The middle-left panel compares HETDEX aperture fluxes, flux_aper, with SDSS measurements. Here, the HETDEX values lie significantly above those of SDSS due to the larger aperture area. The middle-right shows the optimal HETDEX [O ii] line flux, flux_oii in the catalog, which can be either from the HETDEX pipeline or the aperture flux measurement. It is assigned flux_aper if it is a positive value and the major axis of the galaxy based on broadband imaging is greater than 2''. Otherwise the line flux measured comes from the flux measured from the HETDEX pipeline. The flag listed as flag_aper is 1 if flux_aper is used, 0 if flux is used, and -1 if it is not relevant, as is the case for LAEs, AGN, stars, and low-z galaxies (LZGs).
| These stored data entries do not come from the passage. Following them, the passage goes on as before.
//! The streaming extraction pipeline:
//! line → classifier → extractor → builder.
//!
//! Each run owns its builder and counters, so independent runs can proceed on
//! separate threads without coordination.

use std::io::BufRead;
use std::sync::atomic::{AtomicBool, Ordering};

use tracing::{debug, info, warn};

use crate::builder::StateBuilder;
use crate::document::UiStateDocument;
use crate::error::EngineError;
use crate::extractor;
use crate::grammar::{parse_screen_line, Classification, GrammarRegistry, LogLine};
use crate::options::ExtractOptions;

/// Line-level bookkeeping for one run.
#[derive(Debug, Clone, Copy, Default, PartialEq, Eq)]
pub struct ExtractionStats {
    pub lines_read: usize,
    pub elements: usize,
    /// Lines no element grammar claimed (state, debug, noise).
    pub unmatched: usize,
    /// Lines that matched a grammar but failed field parsing.
    pub malformed: usize,
    /// Screen descriptor lines.
    pub descriptors: usize,
}

#[derive(Debug, Clone)]
pub struct Extraction {
    pub document: UiStateDocument,
    pub stats: ExtractionStats,
}

pub struct LogExtractor {
    registry: GrammarRegistry,
    options: ExtractOptions,
}

impl LogExtractor {
    pub fn new(options: ExtractOptions) -> Self {
        Self {
            registry: GrammarRegistry::with_defaults(),
            options,
        }
    }

    pub fn with_registry(mut self, registry: GrammarRegistry) -> Self {
        self.registry = registry;
        self
    }

    pub fn registry(&self) -> &GrammarRegistry {
        &self.registry
    }

    /// Extract from in-memory text. Never fails: bad lines are dropped.
    pub fn extract(&self, text: &str) -> Extraction {
        let mut run = Run::new(&self.options);
        for (idx, line) in text.lines().enumerate() {
            run.feed(&self.registry, LogLine::new(idx + 1, line));
        }
        run.finish()
    }

    /// Extract from a reader one line at a time.
    ///
    /// When `cancel` becomes true the run stops reading and the partial
    /// document is discarded.
    pub fn extract_reader<R: BufRead>(
        &self,
        mut reader: R,
        cancel: Option<&AtomicBool>,
    ) -> Result<Extraction, EngineError> {
        let mut run = Run::new(&self.options);
        let mut buf = String::new();
        let mut number = 0usize;

        loop {
            if cancel.is_some_and(|flag| flag.load(Ordering::Relaxed)) {
                debug!(lines = number, "extraction cancelled");
                return Err(EngineError::Cancelled);
            }

            buf.clear();
            if reader.read_line(&mut buf)? == 0 {
                break;
            }
            number += 1;
            let line = buf.trim_end_matches(['\n', '\r']);
            run.feed(&self.registry, LogLine::new(number, line));
        }

        Ok(run.finish())
    }
}

impl Default for LogExtractor {
    fn default() -> Self {
        Self::new(ExtractOptions::default())
    }
}

struct Run<'o> {
    options: &'o ExtractOptions,
    builder: StateBuilder,
    stats: ExtractionStats,
}

impl<'o> Run<'o> {
    fn new(options: &'o ExtractOptions) -> Self {
        let mut builder = StateBuilder::new();
        if let Some(device) = &options.device {
            builder.set_device(device.clone());
        }
        Self {
            options,
            builder,
            stats: ExtractionStats::default(),
        }
    }

    fn feed(&mut self, registry: &GrammarRegistry, line: LogLine<'_>) {
        self.stats.lines_read += 1;

        if let Some(caps) = parse_screen_line(line.text) {
            match extractor::extract_screen(&caps) {
                Ok(screen) => {
                    self.stats.descriptors += 1;
                    if !self.builder.set_screen(screen) {
                        debug!(line = line.number, "ignoring repeated screen descriptor");
                    }
                }
                Err(err) => {
                    self.stats.malformed += 1;
                    warn!(line = line.number, "dropping line: {}", err);
                }
            }
            return;
        }

        match registry.classify(&line) {
            Classification::NoMatch => {
                self.stats.unmatched += 1;
                debug!(line = line.number, "no grammar matched");
            }
            Classification::Matched(matched) => {
                match extractor::extract(&matched, &self.options.policy) {
                    Ok(spec) => {
                        let id = self.builder.push(spec);
                        debug!(line = line.number, grammar = matched.grammar, id, "element");
                        self.stats.elements += 1;
                    }
                    Err(err) => {
                        self.stats.malformed += 1;
                        warn!(line = line.number, "dropping line: {}", err);
                    }
                }
            }
        }
    }

    fn finish(self) -> Extraction {
        let stats = self.stats;
        info!(
            lines = stats.lines_read,
            elements = stats.elements,
            unmatched = stats.unmatched,
            malformed = stats.malformed,
            "extraction finished"
        );
        Extraction {
            document: self.builder.finish(),
            stats,
        }
    }
}

/// Extract a UI-state document from log text with default options.
pub fn extract(log_text: &str) -> UiStateDocument {
    LogExtractor::default().extract(log_text).document
}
As shown in the bottom-left of Figure 9, the galaxies in the comparison have a wide range of sizes, so it is not surprising that the HETDEX spatially resolved fluxes are much larger than the fiber fluxes from SDSS.

3.5. Dust Correction

Reported fluxes are provided both as measured at the top of the atmosphere, and corrected for Galactic extinction. The python software package dustmaps (Green 2018) is employed to access the local Milky Way dust reddening values for each source's coordinates as measured by Schlegel et al. (1998). The software returns the locally measured color excess value, E(BV), based on a source coordinate. We assume the ratio of V-band extinction, AV , to color excess, E(BV), to be RV = 3.1 and apply a factor of 2.742 to measure the local V-band extinction as AV = 2.742 × E(BV) according to the re-calibration using SDSS stars of the Schlegel et al. (1998) maps by Schlafly & Finkbeiner (2011). AV values range from 0.01–1.44 with a median value of 0.04. Dust correction of line fluxes is applied at the central wavelength of the line emission according to the RV = 3.1 extinction curve of Fitzpatrick (1999), implemented using the open-source python software extinction. 28 The measured values are designated with the notation XXX_obs, where XXX_obs can be flux_obs, flux_obs_err, continuum_obs, or continuum_obs_err without any dust correction, while those without the obs suffix have the local dust correction applied. Included source spectra are also offered with and without an applied dust correction. Their format is described further in Section 5.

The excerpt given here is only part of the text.